Cells' Secret Weapon: The ER's Hidden Role in Cancer Survival

The endoplasmic reticulum (ER) is a crucial part of cells. It handles the folding and secretion of a significant portion of proteins in eukaryotic cells. Stress can disrupt this process, leading to misfolded proteins and ER stress. Cells have ways to manage this stress, such as reducing the protein load in the ER. One newly discovered method involves sending proteins from the ER back to the cell's main body, the cytosol. This process, called ERCYS, gives these proteins new life-sustaining roles in cancer cells, boosting their ability to survive. Inside mammalian cells, ERCYS is controlled by specific proteins: DNAJB12, DNAJB14, and a helper protein called SGTA. These proteins work together to move ER proteins back to the cytosol.
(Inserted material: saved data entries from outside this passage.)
/// An error produced while converting Markdown into a Google Docs
/// `batchUpdate` request batch.
///
/// The Converter recovers nothing locally: it either returns a complete,
/// self-consistent operation list or it returns one of these. Partial
/// results are never produced.
#[derive(Debug, thiserror::Error)]
pub enum ConvertError {
    #[error("malformed markdown: {0}")]
    MalformedMarkdown(#[from] markdown_ast::MarkdownParseError),

    #[error(
        "table has {columns} columns in row {row}, which exceeds the \
         {max} column safety cap"
    )]
    TableShape {
        row: usize,
        columns: usize,
        max: usize,
    },
}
DNAJB12 and DNAJB14 have parts that bind to HSC70 and SGTA, making this movement possible. DNAJB12 is particularly important. It helps increase the reflux of a protein called AGR2 and stops a tumor-suppressing protein, wt-p53, from doing its job during ER stress. If DNAJB12 or DNAJB14 is mutated, this process is disrupted, and wt-p53 can function normally. This discovery opens up new possibilities for cancer treatment. By targeting the interaction between DNAJB12/14, HSC70, and SGTA, it might be possible to stop ERCYS. This could weaken cancer cells and make them more susceptible to treatment. However, more research is needed to fully understand this process and develop effective therapies. It's a complex web of interactions, and scientists are still unraveling the details. The ER is often overlooked in discussions about cancer. But its role in protein processing and stress response makes it a key player in cancer cell survival. Understanding how the ER adapts to stress could provide new insights into cancer biology and treatment. It's a reminder that even the most well-studied cellular structures can still hold surprises.